As an in-time response to the ever changing business demands and the emergence of Cloud Computing techniques, BestPeer has evolved into its new stage of development -- the cloud-enabled BestPeer++ system.

By integrating cloud computing, database, and P2P technologies, BestPeer++ achieves its query processing efficiency in a pay-as-you-go manner and is a promising approach for corporate network applications.

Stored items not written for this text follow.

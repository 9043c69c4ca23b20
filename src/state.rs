use std::collections::BTreeSet;

use sdg9_gap::{default_selection, Comparison, DataSources, GapError, Metric, Session};

use crate::color::ColorMap;

// ---------------------------------------------------------------------------
// Application state
// ---------------------------------------------------------------------------

/// The full UI state, independent of rendering.
pub struct AppState {
    pub session: Session,

    /// Every country present in any table, sorted.
    pub countries: Vec<String>,

    /// Countries the user is comparing.
    pub selection: BTreeSet<String>,

    pub metric: Metric,

    /// Text typed into the country search box.
    pub country_query: String,

    /// Result of the latest pass; `None` until the first one.
    pub outcome: Option<Result<Comparison, GapError>>,

    /// One colour per country.
    pub color_map: ColorMap,

    /// Blocking message when the tables could not be loaded.
    pub fatal_message: Option<String>,
}

impl AppState {
    /// Load the tables and run the first comparison with the seed selection.
    pub fn new(sources: DataSources) -> Self {
        let mut state = Self {
            session: Session::new(sources),
            countries: Vec::new(),
            selection: default_selection(),
            metric: Metric::default(),
            country_query: String::new(),
            outcome: None,
            color_map: ColorMap::default(),
            fatal_message: None,
        };

        match state.session.load().map(|catalog| catalog.countries()) {
            Ok(countries) => {
                state.countries = countries;
                state.color_map = ColorMap::new(&state.countries);
                state.recompute();
            }
            Err(e) => {
                let cause = std::error::Error::source(&e)
                    .map(|s| format!(": {s}"))
                    .unwrap_or_default();
                log::error!("Failed to load data: {e}{cause}");
                state.fatal_message = Some(format!("Error: {e}{cause}"));
            }
        }
        state
    }

    /// Rerun the comparison for the current metric and selection.
    pub fn recompute(&mut self) {
        if self.fatal_message.is_some() {
            return;
        }
        let outcome = self.session.compare(self.metric.key(), &self.selection);
        if let Err(e) = &outcome {
            if e.is_fatal() {
                self.fatal_message = Some(format!("Error: {e}"));
            } else {
                log::info!("{}: {e}", self.metric.key());
            }
        }
        self.outcome = Some(outcome);
    }

    pub fn set_metric(&mut self, metric: Metric) {
        if self.metric != metric {
            self.metric = metric;
            self.recompute();
        }
    }

    /// Toggle a single country in the selection.
    pub fn toggle_country(&mut self, country: &str) {
        if !self.selection.remove(country) {
            self.selection.insert(country.to_string());
        }
        self.recompute();
    }

    /// Countries matching the search box, case-insensitively.
    pub fn visible_countries(&self) -> Vec<String> {
        let query = self.country_query.trim().to_lowercase();
        self.countries
            .iter()
            .filter(|c| query.is_empty() || c.to_lowercase().contains(&query))
            .cloned()
            .collect()
    }

    /// Select every known country.
    pub fn select_all(&mut self) {
        self.selection = self.countries.iter().cloned().collect();
        self.recompute();
    }

    /// Deselect all countries.
    pub fn select_none(&mut self) {
        self.selection.clear();
        self.recompute();
    }
}

#[cfg(test)]
mod tests {
    use super::*;
    use sdg9_gap::SourceId;

    fn write_sources(dir: &std::path::Path) {
        let owid = "country,year,mfg_value_pct\nKenya,2022,7.1\nChile,2022,9.8\n";
        let sdr = "country,year,researchers_pm\nKenya,2022,95\n";
        let wb = "country,year,mobile_cov_pct\nPeru,2022,93\n";
        std::fs::write(dir.join(SourceId::OurWorldInData.file_name()), owid).unwrap();
        std::fs::write(dir.join(SourceId::SdrScores.file_name()), sdr).unwrap();
        std::fs::write(dir.join(SourceId::WorldBank.file_name()), wb).unwrap();
    }

    #[test]
    fn missing_data_blocks_the_session() {
        let dir = tempfile::TempDir::new().unwrap();
        let state = AppState::new(DataSources::new(dir.path()));
        let msg = state.fatal_message.expect("fatal message");
        assert!(msg.contains("ourworldindata_sdg9.csv"));
        assert!(state.outcome.is_none());
    }

    #[test]
    fn selection_changes_recompute() {
        let dir = tempfile::TempDir::new().unwrap();
        write_sources(dir.path());
        let mut state = AppState::new(DataSources::new(dir.path()));
        assert_eq!(state.countries, ["Chile", "Kenya", "Peru"]);

        // Seed selection only matches Kenya.
        let summary = &state.outcome.as_ref().unwrap().as_ref().unwrap().summary;
        assert_eq!(summary.best_country, "Kenya");

        state.toggle_country("Chile");
        let summary = &state.outcome.as_ref().unwrap().as_ref().unwrap().summary;
        assert_eq!(summary.best_country, "Chile");
        assert_eq!(summary.worst_country, "Kenya");

        state.set_metric(Metric::MobileCoverage);
        assert!(matches!(state.outcome, Some(Err(GapError::EmptyResult { .. }))));

        state.select_none();
        state.set_metric(Metric::ManufacturingValueAdded);
        assert!(matches!(state.outcome, Some(Err(GapError::EmptyResult { .. }))));
        assert!(state.fatal_message.is_none());

        state.country_query = "pe".into();
        assert_eq!(state.visible_countries(), ["Peru"]);
    }
}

Specifically, BestPeer++ is deployed as a service in the cloud. To form a corporate network, companies simply register their sites with the BestPeer++ service provider, launch BestPeer++ instances in the cloud and finally export data to those instances for sharing. BestPeer++ adopts the pay-as-you-go business model popularized by cloud computing. The total cost of ownership is therefore substantially reduced since companies do not have to buy any hardware/software in advance. Instead, they pay for what they use in terms of BestPeer++ instances hours and storage capacity. The BestPeer++ service provider elastically scales up the running instances and makes them always available. Notably, BestPeer++ employs a hybrid design for achieving high performance query processing. The major workload of a corporate network is simple, low-overhead queries. Such queries typically only involve querying a very small number of business partners and can be processed in short time. BestPeer++ is mainly optimized for these queries. For infrequent time-consuming analytical tasks, we provide an interface for exporting the data from BestPeer++ to Hadoop and allow users to analyze those data using MapReduce.

BestPeer++ also inherits its predecessor's nice features such as support for semi-automatic schema mapping and data mapping, efficient distributed query processing, effective system load balancing and other functionalities that a corporate network requires.